Antes mesmo de os gregos terem elaborado seus mitos, no outro lado do Mediterrâneo, os egípcios já haviam domesticado os gatos e os cultuavam como deuses. Com leis severas, proibiam que os felinos fossem contrabandeados para fora do país. Não adiantou. Os gatos se espalharam pelo mundo e, por vias imemoriais, o Tico acaba sendo um legítimo descendente dessa linhagem divina.

Trata-se de um gato preto e branco, com dois anos, saudável e esperto. Não tem raça definida, ou melhor, é autenticamente um exemplar de brazilian street cat. Nos conhecemos desde que ele tinha menos de dois meses, o que contribuiu positivamente para construir uma relação de confiança mútua.

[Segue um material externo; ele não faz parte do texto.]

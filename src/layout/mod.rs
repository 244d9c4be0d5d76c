pub mod histogram;
pub mod ring;

pub use histogram::{scale, ScaledBar};
pub use ring::{layout, RingPoint};
use std::convert::Infallible;
use std::net::SocketAddr;
use std::sync::atomic::{AtomicU64, Ordering};
use std::sync::Arc;
use std::time::Duration;

use chlb_monitor::config::parse_endpoint;
use chlb_monitor::state::CellStatus;
use chlb_monitor::{FetchError, HttpStateSource, StateCell, StatePoller, StateSource};
use hyper::service::{make_service_fn, service_fn};
use hyper::{Body, Request, Response, Server, StatusCode};

const FULL_STATE: &str = r#"{
    "servers": [
        {"name": "Backend-1", "ip": "10.0.0.11", "port": 8001, "status": "HEALTHY", "load_count": 12, "vnodes": 2, "weight": 2},
        {"name": "Backend-2", "ip": "10.0.0.12", "port": 8002, "status": "DOWN", "load_count": 0, "vnodes": 1, "weight": 1}
    ],
    "vnodes": [
        {"server": "Backend-1", "angle": 10.0},
        {"server": "Backend-2", "angle": 130.5},
        {"server": "Backend-1", "angle": 250.0}
    ],
    "requests_histogram": [
        {"name": "Backend-1", "load_count": 12},
        {"name": "Backend-2", "load_count": 0}
    ],
    "ring_size": 3
}"#;

const SERVER_LIST: &str = r#"[{"id": "A", "load": 10, "status": "active"}, {"id": "B", "load": 30, "status": "down"}]"#;

/// Fake balancer state export. Returns its address and a request counter.
async fn spawn_balancer() -> (SocketAddr, Arc<AtomicU64>) {
    let hits = Arc::new(AtomicU64::new(0));
    let counter = Arc::clone(&hits);

    let make_svc = make_service_fn(move |_conn| {
        let counter = Arc::clone(&counter);
        async move {
            Ok::<_, Infallible>(service_fn(move |req: Request<Body>| {
                let counter = Arc::clone(&counter);
                async move {
                    counter.fetch_add(1, Ordering::SeqCst);
                    let (status, body) = match req.uri().path() {
                        "/_internal/state" => (StatusCode::OK, FULL_STATE.to_string()),
                        "/servers" => (StatusCode::OK, SERVER_LIST.to_string()),
                        "/broken" => (StatusCode::OK, "{\"servers\": [".to_string()),
                        "/slow" => {
                            tokio::time::sleep(Duration::from_millis(500)).await;
                            (StatusCode::OK, SERVER_LIST.to_string())
                        }
                        _ => (StatusCode::INTERNAL_SERVER_ERROR, "boom".to_string()),
                    };
                    Ok::<_, Infallible>(
                        Response::builder()
                            .status(status)
                            .header(hyper::header::CONTENT_TYPE, "application/json")
                            .body(Body::from(body))
                            .unwrap(),
                    )
                }
            }))
        }
    });

    let server = Server::bind(&"127.0.0.1:0".parse().unwrap()).serve(make_svc);
    let addr = server.local_addr();
    tokio::spawn(server);
    (addr, hits)
}

fn source(addr: SocketAddr, path: &str, timeout: Duration) -> HttpStateSource {
    let endpoint = parse_endpoint(&format!("http://{addr}{path}")).unwrap();
    HttpStateSource::new(endpoint, timeout)
}

#[tokio::test]
async fn fetches_and_normalizes_full_state() {
    let (addr, hits) = spawn_balancer().await;
    let source = source(addr, "/_internal/state", Duration::from_secs(2));

    let raw = source.fetch().await.unwrap();
    let state = chlb_monitor::normalize(&raw).unwrap();

    assert_eq!(state.servers().len(), 2);
    assert_eq!(state.servers()[0].port, 8001);
    assert_eq!(state.ring_size(), 3);
    assert_eq!(state.vnodes()[1].angle_degrees, Some(130.5));
    assert_eq!(hits.load(Ordering::SeqCst), 1);
    assert_eq!(source.requests_issued(), 1);
}

#[tokio::test]
async fn non_success_status_is_a_fetch_error() {
    let (addr, _) = spawn_balancer().await;
    let err = source(addr, "/missing", Duration::from_secs(2)).fetch().await.unwrap_err();
    assert!(matches!(err, FetchError::Status(StatusCode::INTERNAL_SERVER_ERROR)));
}

#[tokio::test]
async fn truncated_body_is_malformed_json() {
    let (addr, _) = spawn_balancer().await;
    let err = source(addr, "/broken", Duration::from_secs(2)).fetch().await.unwrap_err();
    assert!(matches!(err, FetchError::MalformedJson(_)));
}

#[tokio::test]
async fn slow_endpoint_times_out() {
    let (addr, _) = spawn_balancer().await;
    let err = source(addr, "/slow", Duration::from_millis(50)).fetch().await.unwrap_err();
    assert!(matches!(err, FetchError::Timeout(50)));
}

#[tokio::test]
async fn refused_connection_is_a_transport_error() {
    let listener = std::net::TcpListener::bind("127.0.0.1:0").unwrap();
    let addr = listener.local_addr().unwrap();
    drop(listener);

    let err = source(addr, "/servers", Duration::from_secs(2)).fetch().await.unwrap_err();
    assert!(matches!(err, FetchError::Transport(_)));
}

#[tokio::test]
async fn poller_feeds_state_cell_and_survives_errors() {
    let (addr, _) = spawn_balancer().await;

    let good = Arc::new(source(addr, "/servers", Duration::from_secs(2)));
    let mut poller = StatePoller::new(good, Duration::from_millis(20)).start();
    let mut cell = StateCell::new();
    cell.apply(poller.next_event().await.unwrap());
    poller.stop().await;

    assert_eq!(cell.status(), CellStatus::Fresh);
    let snapshot = cell.current().cloned().unwrap();
    assert_eq!(snapshot.servers()[1].name, "B");

    let bad = Arc::new(source(addr, "/broken", Duration::from_secs(2)));
    let mut poller = StatePoller::new(bad, Duration::from_millis(20)).start();
    cell.apply(poller.next_event().await.unwrap());
    cell.apply(poller.next_event().await.unwrap());
    poller.stop().await;

    assert!(matches!(cell.status(), CellStatus::Stale(_)));
    assert_eq!(cell.current(), Some(&snapshot));
    assert_eq!(cell.failures(), 2);
}

#[tokio::test]
async fn slow_endpoint_gets_one_request_at_a_time() {
    let (addr, hits) = spawn_balancer().await;
    let slow = Arc::new(source(addr, "/slow", Duration::from_secs(5)));
    let mut poller = StatePoller::new(slow, Duration::from_millis(100)).start();

    // 500 ms response against a 100 ms tick: one request for the whole span.
    tokio::time::sleep(Duration::from_millis(350)).await;
    assert_eq!(hits.load(Ordering::SeqCst), 1);

    assert!(poller.next_event().await.unwrap().is_ok());
    poller.stop().await;
    assert!(hits.load(Ordering::SeqCst) <= 2);
}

Os especialistas dizem que, até os sessenta dias de vida, os gatos definem como vão se relacionar com os humanos. Caso sejam tratados com respeito e carinho, serão condescendentes e quase com certeza retribuirão o afeto. Se nesse prazo não forem cativados, tenderão a exercer sua poderosa inteligência para prudentemente evitar maiores proximidades com os humanos.

O Tico gosta particularmente de se deitar ao meu lado nas horas em que me instalo no sofá para ler, ver TV ou escutar música. Às vezes percebo que me olha fixamente e, diria até mesmo, com curiosidade. Parece que ele questiona a inutilidade dos meus atos.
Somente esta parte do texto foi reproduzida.